In der Studie erhielten 148 Patienten Onpattro und 77 Patienten Placebo. Das mediane Patientenalter bei Baseline betrug 62 (Bereich von 24 bis 83) Jahre. 74 % der Patienten waren männlich und 26 % waren weiblich. Es waren neununddreißig (39) verschiedene TTR-Mutationen vorhanden; die häufigsten (≥ 5 %) waren V30M (43 %), A97S (9 %), T60A (7 %), E89Q (6 %) und S50R (5 %). Etwa 10 % der Patienten hatten die V30M-Mutation und wiesen ein frühes Auftreten von Symptomen auf (< 50 Jahre). Bei Baseline waren 46 % der Patienten von einer Erkrankung im FAP Stadium 1 (uneingeschränkte Gehfähigkeit; vorwiegend leichte sensorische, motorische und autonome Neuropathie in den unteren Gliedmaßen) und 53 % von einer Erkrankung im FAP Stadium 2 (auf Hilfe beim Gehen angewiesen; vorwiegend mittelschwer fortgeschrittene Einschränkung an den unteren und oberen Gliedmaßen sowie dem Rumpf) betroffen. Etwa die Hälfte (53%) der Patienten waren zuvor mit Tafamidis-Meglumin oder Diflunisal (in der Schweiz nicht zugelassen) behandelt worden. Neunundvierzig Prozent (49 %) bzw. 50 % der Patienten wiesen Klasse I bzw. II gemäß New York Heart Association (NYHA) auf. Etwa die Hälfte der Patienten (56 %) erfüllte die vordefinierten Kriterien für eine kardiale Beteiligung (definiert als linksventrikuläre [LV]-Wanddicke ≥ 13 mm bei Baseline, und ohne Hypertonie oder Aortenklappen-Erkrankung in der Vorgeschichte).
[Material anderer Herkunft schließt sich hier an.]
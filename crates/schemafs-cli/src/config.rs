use std::path::{Path, PathBuf};
use std::time::Duration;

use clap::ValueEnum;
use schemafs_introspect::{CaptureOptions, PoolSettings};
use serde::{Deserialize, Serialize};
use thiserror::Error;

pub const DEFAULT_CONFIG_FILE: &str = "schemafs.toml";
pub const DEFAULT_DUMP_ROOT: &str = "pg-schema-dump";
pub const DEFAULT_ENV: &str = "development";
pub const ENV_VAR: &str = "SCHEMAFS_ENV";

#[derive(Debug, Error)]
pub enum ConfigError {
    #[error("config file not found: {0}")]
    Missing(PathBuf),
    #[error("failed to read {path}: {source}")]
    Io {
        path: PathBuf,
        source: std::io::Error,
    },
    #[error("failed to parse {path}: {source}")]
    Parse {
        path: PathBuf,
        source: toml::de::Error,
    },
}

#[derive(Debug, Clone, Copy, Default, PartialEq, Eq, Serialize, Deserialize, ValueEnum)]
#[serde(rename_all = "snake_case")]
pub enum LogFormat {
    #[default]
    Plain,
    Json,
}

/// Contents of `schemafs.toml`. Every key is optional.
#[derive(Debug, Clone, Default, PartialEq, Eq, Serialize, Deserialize)]
#[serde(default, deny_unknown_fields)]
pub struct FileConfig {
    pub skip_schemas: Option<Vec<String>>,
    pub skip_functions: Option<Vec<String>>,
    pub skip_extensions: Option<Vec<String>>,
    pub dump_root: Option<PathBuf>,
    pub max_connections: Option<u32>,
    pub acquire_timeout_secs: Option<u64>,
    pub log_format: Option<LogFormat>,
}

/// Values given on the command line; they win over the config file.
#[derive(Debug, Clone, Default)]
pub struct Overrides {
    pub skip_schemas: Vec<String>,
    pub skip_functions: Vec<String>,
    pub skip_extensions: Vec<String>,
    pub max_connections: Option<u32>,
    pub log_format: Option<LogFormat>,
}

#[derive(Debug, Clone)]
pub struct Settings {
    pub capture: CaptureOptions,
    pub pool: PoolSettings,
    pub dump_root: PathBuf,
    pub environment: String,
    pub log_format: LogFormat,
}

/// Load the config file.
///
/// An explicit path must exist. Without one, `schemafs.toml` in the working
/// directory is used when present.
pub fn load_config(explicit: Option<&Path>) -> Result<FileConfig, ConfigError> {
    let path = match explicit {
        Some(path) if !path.exists() => return Err(ConfigError::Missing(path.to_path_buf())),
        Some(path) => path.to_path_buf(),
        None => {
            let path = PathBuf::from(DEFAULT_CONFIG_FILE);
            if !path.exists() {
                return Ok(FileConfig::default());
            }
            path
        }
    };

    let content = std::fs::read_to_string(&path).map_err(|source| ConfigError::Io {
        path: path.clone(),
        source,
    })?;
    toml::from_str(&content).map_err(|source| ConfigError::Parse { path, source })
}

impl Settings {
    pub fn resolve(file: FileConfig, overrides: Overrides, environment: String) -> Self {
        let defaults = CaptureOptions::default();
        let capture = CaptureOptions {
            skip_schemas: pick_list(overrides.skip_schemas, file.skip_schemas, defaults.skip_schemas),
            skip_functions: pick_list(
                overrides.skip_functions,
                file.skip_functions,
                defaults.skip_functions,
            ),
            skip_extensions: pick_list(
                overrides.skip_extensions,
                file.skip_extensions,
                defaults.skip_extensions,
            ),
        };

        let mut pool = PoolSettings::default();
        if let Some(max) = overrides.max_connections.or(file.max_connections) {
            pool.max_connections = max;
        }
        if let Some(secs) = file.acquire_timeout_secs {
            pool.acquire_timeout = Duration::from_secs(secs);
        }

        Self {
            capture,
            pool,
            dump_root: file
                .dump_root
                .unwrap_or_else(|| PathBuf::from(DEFAULT_DUMP_ROOT)),
            environment,
            log_format: overrides.log_format.or(file.log_format).unwrap_or_default(),
        }
    }

    /// `<dump_root>/<env>/<database>`.
    pub fn dump_dir(&self, database: &str) -> PathBuf {
        self.dump_root.join(&self.environment).join(database)
    }
}

/// Environment name from `SCHEMAFS_ENV`, falling back to `development`.
pub fn environment() -> String {
    environment_from(std::env::var(ENV_VAR).ok())
}

fn environment_from(value: Option<String>) -> String {
    value
        .filter(|value| !value.trim().is_empty())
        .unwrap_or_else(|| DEFAULT_ENV.to_string())
}

fn pick_list(cli: Vec<String>, file: Option<Vec<String>>, default: Vec<String>) -> Vec<String> {
    if !cli.is_empty() {
        return cli;
    }
    file.unwrap_or(default)
}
Die demografischen und Baseline-Eigenschaften der Patienten waren zwischen den Behandlungsgruppen ausgewogen, mit der Ausnahme, dass ein größerer Patientenanteil in der Onpattro-Gruppe eine nicht-V30M-Mutation (62 % vs. 48 %) hatte. Dreiundneunzig Prozent (93 %) der mit Onpattro behandelten und 62 % der mit Placebo behandelten Patienten schlossen 18 Monate der zugewiesenen Behandlung ab.
Der primäre Wirksamkeitsendpunkt war die Veränderung des modified Neuropathy Impairment Score +7, (mNIS+7) von Baseline bis Monat 18. Dieser Endpunkt ist eine zusammengesetzte Messgröße aus motorischer, sensorischer und autonomer Polyneuropathie inklusive Beurteilungen von motorischer Kraft und Reflexen, quantitativer sensorischer Prüfung, Nervenleittests und posturalem Blutdruck. Die Punkteskala reicht von 0 bis 304 Punkten, wobei eine zunehmende Punktezahl eine sich verschlimmernde Einschränkung anzeigt.
Ein statistisch signifikanter Vorteil des mNIS+7 unter Onpattro gegenüber Placebo wurde in Monat 18 beobachtet (siehe Tabelle 1). Vorteile gegenüber Placebo wurden zudem bei allen Komponenten des mNIS+7 beobachtet. Veränderungen wurden auch in Monat 9 gesehen, dem ersten Beurteilungszeitpunkt nach Baseline in der Studie. Hier führte die Behandlung mit Onpattro zu einer Behandlungsdifferenz im Vergleich mit Placebo von 16,0 Punkten, mit einer mittleren Veränderung gegenüber Baseline von -2,0 Punkten. Die mit Placebo behandelten Patienten erfuhren im Vergleich dazu eine Erhöhung um 14,0 Punkte. In einer Grenzwertanalyse von mNIS+7 (Veränderung gegenüber Baseline von < 0 Punkten) kam es bei 56,1 % der Patienten unter Onpattro-Behandlung im Vergleich zu 3,9 % der Patienten unter Placebo Behandlung zu einer Verbesserung des mNIS+7 (p < 0,001).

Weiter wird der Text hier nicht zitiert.